§ **Work order**
Look through the entries below, please, and copy every line with the word "text".

Dataset entries:
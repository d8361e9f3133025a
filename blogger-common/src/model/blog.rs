use crate::model::{Id, user::UserHandle};
use serde::{
    Deserialize, Deserializer, Serialize,
    de::{Error, Unexpected},
};
use std::fmt::Display;
use thiserror::Error;

pub const BLOG_NAME_MAX_LEN: usize = 100;

#[derive(Copy, Clone, Eq, PartialEq, Ord, PartialOrd, Debug, Default, Hash)]
pub struct BlogMarker;

#[derive(Clone, Eq, PartialEq, Debug, Default, Hash, Deserialize, Serialize)]
pub struct Blog {
    pub id: Id<BlogMarker>,
    pub owner: UserHandle,
    /// Handles allowed to write posts.
    pub authors: Vec<String>,
    pub name: BlogName,
}

impl Blog {
    /// Whether `handle` may create and edit posts in this blog.
    #[must_use]
    pub fn has_author(&self, handle: &UserHandle) -> bool {
        self.authors.iter().any(|author| author == handle.get())
    }
}

#[derive(Clone, Eq, PartialEq, Debug, Default, Hash)]
pub struct CreateBlog {
    pub owner: UserHandle,
    pub name: BlogName,
}

impl CreateBlog {
    /// The author list a new blog starts out with: its owner.
    #[must_use]
    pub fn initial_authors(&self) -> Vec<String> {
        vec![self.owner.get().to_owned()]
    }
}

/// Unique lookup key of a blog.
#[derive(Clone, Eq, PartialEq, Ord, PartialOrd, Debug, Default, Hash, Serialize)]
#[serde(transparent)]
pub struct BlogName(String);

#[derive(Clone, Eq, PartialEq, Ord, PartialOrd, Debug, Default, Hash, Error)]
#[error("The blog name is invalid: {0:?}")]
pub struct InvalidBlogNameError(String);

impl BlogName {
    pub fn new(name: String) -> Result<Self, InvalidBlogNameError> {
        if (1..=BLOG_NAME_MAX_LEN).contains(&name.chars().count()) {
            Ok(BlogName(name))
        } else {
            Err(InvalidBlogNameError(name))
        }
    }

    #[must_use]
    pub fn get(&self) -> &str {
        &self.0
    }
}

impl Display for BlogName {
    fn fmt(&self, f: &mut std::fmt::Formatter<'_>) -> std::fmt::Result {
        f.write_str(&self.0)
    }
}

impl<'de> Deserialize<'de> for BlogName {
    fn deserialize<D>(deserializer: D) -> Result<Self, D::Error>
    where
        D: Deserializer<'de>,
    {
        let inner = String::deserialize(deserializer)?;
        BlogName::new(inner)
            .map_err(|err| Error::invalid_value(Unexpected::Str(&err.0), &"BlogName"))
    }
}

#[cfg(test)]
mod tests {
    use crate::model::{
        blog::{BLOG_NAME_MAX_LEN, Blog, BlogName, CreateBlog},
        user::UserHandle,
    };

    #[test]
    fn blog_name_bounds() {
        assert!(BlogName::new("travel".to_owned()).is_ok());
        assert!(BlogName::new("b".repeat(BLOG_NAME_MAX_LEN)).is_ok());
        assert!(BlogName::new(String::new()).is_err());
        assert!(BlogName::new("b".repeat(BLOG_NAME_MAX_LEN + 1)).is_err());
    }

    #[test]
    fn owner_is_first_author() {
        let owner = UserHandle::new("ada".to_owned()).unwrap();
        let create = CreateBlog {
            owner: owner.clone(),
            name: BlogName::new("engines".to_owned()).unwrap(),
        };
        let blog = Blog {
            authors: create.initial_authors(),
            owner,
            name: create.name.clone(),
            ..Blog::default()
        };

        assert!(blog.has_author(&UserHandle::new("ada".to_owned()).unwrap()));
        assert!(!blog.has_author(&UserHandle::new("charles".to_owned()).unwrap()));
    }
}
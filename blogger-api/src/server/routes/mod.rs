use crate::server::{Result, ServerRouter, auth::AuthenticatedUser};
use axum::Router;
use blogger_common::{
    listing::merge_tags,
    model::blog::{Blog, BlogName},
};
use blogger_db::Store;

mod blogs;
mod feed;
mod listing;
mod posts;
mod session;

pub fn routes() -> ServerRouter {
    Router::new()
        .merge(listing::routes())
        .merge(blogs::routes())
        .merge(posts::routes())
        .merge(feed::routes())
        .merge(session::routes())
}

/// Blog list and tag sidebar shown around every page.
struct Sidebars {
    blogs: Vec<Blog>,
    tags: Vec<String>,
}

impl Sidebars {
    async fn load(store: &dyn Store) -> Result<Self> {
        let blogs = store.fetch_blogs().await?;
        let tags = merge_tags(&store.fetch_post_tags().await?);

        Ok(Self { blogs, tags })
    }
}

/// Guests and unknown blogs are never editors.
async fn is_editor(
    store: &dyn Store,
    blog_name: Option<&BlogName>,
    user: Option<&AuthenticatedUser>,
) -> Result<bool> {
    match (blog_name, user) {
        (Some(blog_name), Some(user)) => Ok(store.is_editor(blog_name, &user.handle).await?),
        _ => Ok(false),
    }
}

/// Query flags are set by any non-empty value.
fn flag_set(value: Option<&str>) -> bool {
    value.is_some_and(|value| !value.is_empty())
}
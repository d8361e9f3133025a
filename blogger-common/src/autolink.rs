//! Turns bare URLs in submitted post text into markup.
//!
//! Image URLs become `<img>` tags. Only when the text has no image URL at all
//! are the remaining URLs wrapped in `<a>` tags, so an image URL is never
//! linked as well.

use once_cell::sync::Lazy;
use regex::Regex;

/// URL characters are word characters, `.` and `/`.
static IMAGE_URL_RE: Lazy<Regex> = Lazy::new(|| {
    Regex::new(r"(https?://[A-Za-z0-9_./]+(png|PNG|jpg|JPG|gif|GIF))")
        .expect("invalid image url regex")
});

static URL_RE: Lazy<Regex> =
    Lazy::new(|| Regex::new(r"(https?://[A-Za-z0-9_./]+)").expect("invalid url regex"));

#[must_use]
pub fn autolink(raw: &str) -> String {
    if IMAGE_URL_RE.is_match(raw) {
        IMAGE_URL_RE
            .replace_all(raw, r#"<img src="${1}">"#)
            .into_owned()
    } else {
        URL_RE
            .replace_all(raw, r#"<a href="${1}">${1}</a>"#)
            .into_owned()
    }
}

§ **Exercise solution**
//! Turns bare URLs in submitted post text into markup.
//! Image URLs become `<img>` tags. Only when the text has no image URL at all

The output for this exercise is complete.